And so we see that Chaplin, nearly forty decades after his death, maintains his high critical reputation — while also having enjoyed the absolute height of movie-stardom back in the silent era. Vanishingly few artists of any kind manage to combine such blockbusting commercial success with such flying-colors critical success. That alone might give you good enough reason to plunge into Chaplin’s filmography, but know that you can begin that cinematic adventure for free right here on Open Culture in our archive of more than 60 Charlie Chaplin films on the web.
There you’ll find short comedies like 1914’s Kids Auto Race at Venice, which introduced his famous penniless protagonist "The Tramp"; the following year’s The Tramp, which made it into a phenomenon; 1919’s Sunnyside, in which we find out what happens when Chaplin’s gracefully hapless comedic persona winds up on the farm; and 1925’s The Gold Rush, the film Chaplin most wanted to be remembered for.

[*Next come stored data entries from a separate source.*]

#[async_trait]
impl PortfolioStore for MemoryPortfolioStore {
    async fn open_account(&self, user_id: &str, initial_capital: Amount) -> Result<()> {
        let mut accounts = self.accounts.write().await;
        accounts.entry(user_id.to_string()).or_insert_with(|| Account {
            cash_balance: initial_capital,
            initial_capital,
            ..Default::default()
        });
        Ok(())
    }

    async fn get_position(&self, user_id: &str, ticker: &Ticker) -> Result<Option<Position>> {
        let accounts = self.accounts.read().await;
        Ok(accounts
            .get(user_id)
            .and_then(|a| a.positions.get(ticker))
            .cloned())
    }

    async fn list_positions(&self, user_id: &str) -> Result<Vec<Position>> {
        let accounts = self.accounts.read().await;
        Ok(accounts
            .get(user_id)
            .map(|a| a.positions.values().cloned().collect())
            .unwrap_or_default())
    }

    async fn cash_balance(&self, user_id: &str) -> Result<Amount> {
        let accounts = self.accounts.read().await;
        accounts
            .get(user_id)
            .map(|a| a.cash_balance)
            .ok_or_else(|| DataError::NotFound(format!("account: {}", user_id)))
    }

    async fn snapshot(&self, user_id: &str) -> Result<PortfolioSnapshot> {
        let accounts = self.accounts.read().await;
        let account = accounts
            .get(user_id)
            .ok_or_else(|| DataError::NotFound(format!("account: {}", user_id)))?;
        Ok(PortfolioSnapshot {
            user_id: user_id.to_string(),
            cash_balance: account.cash_balance,
            initial_capital: account.initial_capital,
            positions: account.positions.values().cloned().collect(),
        })
    }

    async fn apply_fill(&self, user_id: &str, fill: &Fill) -> Result<Position> {
        let mut accounts = self.accounts.write().await;
        let account = accounts
            .get_mut(user_id)
            .ok_or_else(|| DataError::NotFound(format!("account: {}", user_id)))?;

        // 멱등성: 이미 반영된 주문이면 상태를 건드리지 않는다
        if account.applied_orders.contains(&fill.order_id) {
            tracing::debug!(order_id = %fill.order_id, "Fill already applied, skipping");
            return account
                .positions
                .get(&fill.ticker)
                .cloned()
                .or_else(|| {
                    account
                        .archived
                        .iter()
                        .rev()
                        .find(|p| p.ticker == fill.ticker)
                        .cloned()
                })
                .ok_or_else(|| DataError::NotFound(format!("position: {}", fill.ticker)));
        }

        let result = match fill.side {
            Side::Buy => {
                let required = fill.gross_amount() + fill.total_fees();
                if required > account.cash_balance {
                    return Err(DataError::InsufficientFunds(format!(
                        "need {} but have {}",
                        required, account.cash_balance
                    )));
                }
                account.cash_balance -= required;

                match account.positions.get_mut(&fill.ticker) {
                    Some(position) => {
                        position.apply_buy(fill.quantity, fill.price)?;
                        position.clone()
                    }
                    None => {
                        // 첫 매수 또는 보관 이후 재진입: 새 포지션 (새 평단/트레일링 기준)
                        let position = Position::open(
                            user_id,
                            fill.ticker.clone(),
                            fill.quantity,
                            fill.price,
                        )?;
                        account
                            .positions
                            .insert(fill.ticker.clone(), position.clone());
                        position
                    }
                }
            }
            Side::Sell => {
                let position = account.positions.get_mut(&fill.ticker).ok_or_else(|| {
                    DataError::NotFound(format!("position: {} for {}", fill.ticker, user_id))
                })?;
                position.apply_sell(fill.quantity, fill.price, fill.total_fees())?;
                account.cash_balance += fill.gross_amount() - fill.total_fees();

                let snapshot = position.clone();
                if !snapshot.is_open() {
                    // 전량 청산: 실현 손익을 보존한 채 보관
                    let archived = account
                        .positions
                        .remove(&fill.ticker)
                        .expect("position exists");
                    account.archived.push(archived);
                }
                snapshot
            }
        };

        account.applied_orders.insert(fill.order_id.clone());
        Ok(result)
    }

    async fn initialize_limits(
        &self,
        user_id: &str,
        ticker: &Ticker,
        stop_loss_pct: Percent,
        take_profit_pct: Percent,
        trailing_enabled: bool,
        trailing_distance_pct: Percent,
    ) -> Result<Position> {
        let mut accounts = self.accounts.write().await;
        let account = accounts
            .get_mut(user_id)
            .ok_or_else(|| DataError::NotFound(format!("account: {}", user_id)))?;
        let position = account
            .positions
            .get_mut(ticker)
            .ok_or_else(|| DataError::NotFound(format!("position: {}", ticker)))?;
        position.initialize_limits(
            stop_loss_pct,
            take_profit_pct,
            trailing_enabled,
            trailing_distance_pct,
        );
        Ok(position.clone())
    }

    async fn update_trailing(
        &self,
        user_id: &str,
        ticker: &Ticker,
        last_price: Price,
    ) -> Result<bool> {
        let mut accounts = self.accounts.write().await;
        let account = accounts
            .get_mut(user_id)
            .ok_or_else(|| DataError::NotFound(format!("account: {}", user_id)))?;
        let position = account
            .positions
            .get_mut(ticker)
            .ok_or_else(|| DataError::NotFound(format!("position: {}", ticker)))?;
        Ok(position.update_trailing(last_price)?)
    }

    async fn update_position_price(
        &self,
        user_id: &str,
        ticker: &Ticker,
        last_price: Price,
    ) -> Result<()> {
        let mut accounts = self.accounts.write().await;
        let account = accounts
            .get_mut(user_id)
            .ok_or_else(|| DataError::NotFound(format!("account: {}", user_id)))?;
        if let Some(position) = account.positions.get_mut(ticker) {
            position.update_price(last_price);
        }
        Ok(())
    }

    async fn set_halt(&self, user_id: &str, reason: &str) -> Result<()> {
        let mut accounts = self.accounts.write().await;
        let account = accounts
            .get_mut(user_id)
            .ok_or_else(|| DataError::NotFound(format!("account: {}", user_id)))?;
        account.halted = true;
        account.halt_reason = Some(reason.to_string());
        if let Some(metrics) = account.metrics.as_mut() {
            metrics.trading_halted = true;
            metrics.halt_reason = Some(reason.to_string());
            metrics.halt_started_at = Some(Utc::now());
        }
        tracing::warn!(user = user_id, reason, "Trading halted");
        Ok(())
    }

    async fn clear_halt(&self, user_id: &str) -> Result<()> {
        let mut accounts = self.accounts.write().await;
        let account = accounts
            .get_mut(user_id)
            .ok_or_else(|| DataError::NotFound(format!("account: {}", user_id)))?;
        account.halted = false;
        account.halt_reason = None;
        if let Some(metrics) = account.metrics.as_mut() {
            metrics.trading_halted = false;
            metrics.halt_reason = None;
            metrics.halt_started_at = None;
        }
        tracing::info!(user = user_id, "Trading halt cleared");
        Ok(())
    }

    async fn is_halted(&self, user_id: &str) -> Result<bool> {
        let accounts = self.accounts.read().await;
        Ok(accounts.get(user_id).map(|a| a.halted).unwrap_or(false))
    }

    async fn get_metrics(&self, user_id: &str) -> Result<Option<RiskMetrics>> {
        let accounts = self.accounts.read().await;
        Ok(accounts.get(user_id).and_then(|a| a.metrics.clone()))
    }

    async fn save_metrics(&self, metrics: &RiskMetrics) -> Result<()> {
        let mut accounts = self.accounts.write().await;
        let account = accounts
            .get_mut(&metrics.user_id)
            .ok_or_else(|| DataError::NotFound(format!("account: {}", metrics.user_id)))?;
        account.metrics = Some(metrics.clone());
        Ok(())
    }

    async fn record_trade(&self, trade: &Trade) -> Result<()> {
        let mut trades = self.trades.write().await;
        trades.insert(trade.order_id.clone(), trade.clone());
        Ok(())
    }

    async fn get_trade(&self, order_id: &str) -> Result<Option<Trade>> {
        let trades = self.trades.read().await;
        Ok(trades.get(order_id).cloned())
    }

    async fn recent_trades(&self, user_id: &str, limit: usize) -> Result<Vec<Trade>> {
        let trades = self.trades.read().await;
        let mut list: Vec<Trade> = trades
            .values()
            .filter(|t| t.user_id == user_id)
            .cloned()
            .collect();
        list.sort_by(|a, b| b.created_at.cmp(&a.created_at));
        list.truncate(limit);
        Ok(list)
    }
}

But though Chaplin’s oeuvre couldn’t be easier to start watching and laughing at, coming to appreciate the full scope of his craft — in the way that the critics quoted above have spent careers doing — may take time. After all, the man made 80 movies over his 75-year entertainment career, a kind of productivity that, even leaving the considerable artistry aside, cinema may never see again. You can dive into our collection of Chaplin films here.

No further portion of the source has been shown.